#### Data supplied ####
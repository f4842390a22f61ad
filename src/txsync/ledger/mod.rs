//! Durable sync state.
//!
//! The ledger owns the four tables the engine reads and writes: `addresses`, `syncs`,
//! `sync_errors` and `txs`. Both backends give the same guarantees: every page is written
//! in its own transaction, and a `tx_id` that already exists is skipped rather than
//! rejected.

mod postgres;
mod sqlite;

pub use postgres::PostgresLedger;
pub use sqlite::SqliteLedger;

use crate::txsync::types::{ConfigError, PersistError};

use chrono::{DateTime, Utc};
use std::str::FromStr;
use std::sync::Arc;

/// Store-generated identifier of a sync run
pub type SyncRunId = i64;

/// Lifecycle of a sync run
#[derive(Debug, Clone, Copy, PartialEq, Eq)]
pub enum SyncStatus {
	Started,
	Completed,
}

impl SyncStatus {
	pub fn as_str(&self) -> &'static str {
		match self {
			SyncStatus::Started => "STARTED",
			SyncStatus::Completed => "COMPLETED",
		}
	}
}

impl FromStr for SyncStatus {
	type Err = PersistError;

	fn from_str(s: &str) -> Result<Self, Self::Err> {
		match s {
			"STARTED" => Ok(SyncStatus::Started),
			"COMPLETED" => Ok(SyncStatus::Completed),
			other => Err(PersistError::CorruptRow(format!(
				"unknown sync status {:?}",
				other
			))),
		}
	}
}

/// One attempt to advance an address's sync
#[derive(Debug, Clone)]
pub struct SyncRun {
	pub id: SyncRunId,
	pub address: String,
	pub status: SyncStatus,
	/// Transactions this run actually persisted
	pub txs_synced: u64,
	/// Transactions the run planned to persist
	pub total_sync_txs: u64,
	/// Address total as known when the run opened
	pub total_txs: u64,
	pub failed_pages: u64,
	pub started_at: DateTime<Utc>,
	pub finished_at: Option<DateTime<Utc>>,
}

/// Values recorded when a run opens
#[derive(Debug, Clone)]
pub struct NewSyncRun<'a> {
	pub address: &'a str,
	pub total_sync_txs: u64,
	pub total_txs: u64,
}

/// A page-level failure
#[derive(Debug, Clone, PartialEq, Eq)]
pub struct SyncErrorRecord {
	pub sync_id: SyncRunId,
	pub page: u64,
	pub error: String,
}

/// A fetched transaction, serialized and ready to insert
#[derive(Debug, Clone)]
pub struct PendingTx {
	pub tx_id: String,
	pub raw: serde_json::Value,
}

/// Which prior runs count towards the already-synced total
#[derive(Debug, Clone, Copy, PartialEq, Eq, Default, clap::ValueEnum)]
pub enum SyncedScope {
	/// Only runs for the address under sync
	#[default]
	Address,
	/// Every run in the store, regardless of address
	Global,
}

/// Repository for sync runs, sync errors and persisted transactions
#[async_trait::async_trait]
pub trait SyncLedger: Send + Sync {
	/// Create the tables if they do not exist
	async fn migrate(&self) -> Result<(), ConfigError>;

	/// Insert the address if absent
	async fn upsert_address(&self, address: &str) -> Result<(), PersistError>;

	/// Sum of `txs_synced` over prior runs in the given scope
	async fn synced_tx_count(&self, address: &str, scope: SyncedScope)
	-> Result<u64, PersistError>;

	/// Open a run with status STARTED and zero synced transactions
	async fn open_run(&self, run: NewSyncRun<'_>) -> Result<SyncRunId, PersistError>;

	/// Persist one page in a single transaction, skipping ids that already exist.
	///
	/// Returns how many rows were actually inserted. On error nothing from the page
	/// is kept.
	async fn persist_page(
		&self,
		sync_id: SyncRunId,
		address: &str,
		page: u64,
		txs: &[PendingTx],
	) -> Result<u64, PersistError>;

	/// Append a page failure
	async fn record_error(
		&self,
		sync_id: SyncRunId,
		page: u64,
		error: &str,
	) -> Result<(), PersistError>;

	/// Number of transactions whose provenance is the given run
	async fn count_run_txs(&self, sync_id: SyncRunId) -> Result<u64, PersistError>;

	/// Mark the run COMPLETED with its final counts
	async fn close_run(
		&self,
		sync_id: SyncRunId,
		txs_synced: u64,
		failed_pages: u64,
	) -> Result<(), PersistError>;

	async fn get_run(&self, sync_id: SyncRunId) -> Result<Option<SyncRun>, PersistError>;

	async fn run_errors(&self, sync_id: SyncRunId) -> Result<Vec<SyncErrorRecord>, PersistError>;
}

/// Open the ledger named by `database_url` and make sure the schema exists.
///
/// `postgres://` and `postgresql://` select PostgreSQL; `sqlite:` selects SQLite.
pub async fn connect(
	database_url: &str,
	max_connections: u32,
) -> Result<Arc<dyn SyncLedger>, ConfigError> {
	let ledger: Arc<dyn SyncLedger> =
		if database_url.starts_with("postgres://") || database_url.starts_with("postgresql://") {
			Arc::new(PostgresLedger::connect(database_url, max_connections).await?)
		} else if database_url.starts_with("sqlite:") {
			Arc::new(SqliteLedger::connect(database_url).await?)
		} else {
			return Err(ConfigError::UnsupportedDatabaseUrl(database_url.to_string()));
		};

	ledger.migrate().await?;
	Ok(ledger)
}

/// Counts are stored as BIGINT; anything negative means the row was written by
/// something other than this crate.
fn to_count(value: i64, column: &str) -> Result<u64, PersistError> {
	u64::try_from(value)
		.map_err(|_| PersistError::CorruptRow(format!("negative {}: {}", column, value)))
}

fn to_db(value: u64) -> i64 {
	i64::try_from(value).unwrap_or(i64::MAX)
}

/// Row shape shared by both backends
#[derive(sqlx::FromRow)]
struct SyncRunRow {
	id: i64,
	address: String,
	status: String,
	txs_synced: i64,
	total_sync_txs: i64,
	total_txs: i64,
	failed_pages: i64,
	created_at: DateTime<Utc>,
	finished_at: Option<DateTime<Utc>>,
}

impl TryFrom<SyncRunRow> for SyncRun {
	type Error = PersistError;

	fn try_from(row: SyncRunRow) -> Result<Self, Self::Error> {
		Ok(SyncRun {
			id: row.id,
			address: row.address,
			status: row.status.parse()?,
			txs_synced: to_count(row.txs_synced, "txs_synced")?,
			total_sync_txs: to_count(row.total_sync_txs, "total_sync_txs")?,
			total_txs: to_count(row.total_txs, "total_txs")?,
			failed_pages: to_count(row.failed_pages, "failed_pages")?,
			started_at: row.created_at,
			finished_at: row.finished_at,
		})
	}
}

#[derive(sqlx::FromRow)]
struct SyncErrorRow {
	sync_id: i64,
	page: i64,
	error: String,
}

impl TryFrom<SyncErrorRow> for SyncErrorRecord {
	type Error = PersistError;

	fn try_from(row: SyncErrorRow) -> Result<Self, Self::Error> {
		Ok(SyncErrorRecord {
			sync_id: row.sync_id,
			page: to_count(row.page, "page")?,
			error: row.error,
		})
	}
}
####
Exercise requirements
Read through the entries and copy every line that includes "NewSyncRun".

Task output
pub struct NewSyncRun<'a> {
	async fn open_run(&self, run: NewSyncRun<'_>) -> Result<SyncRunId, PersistError>;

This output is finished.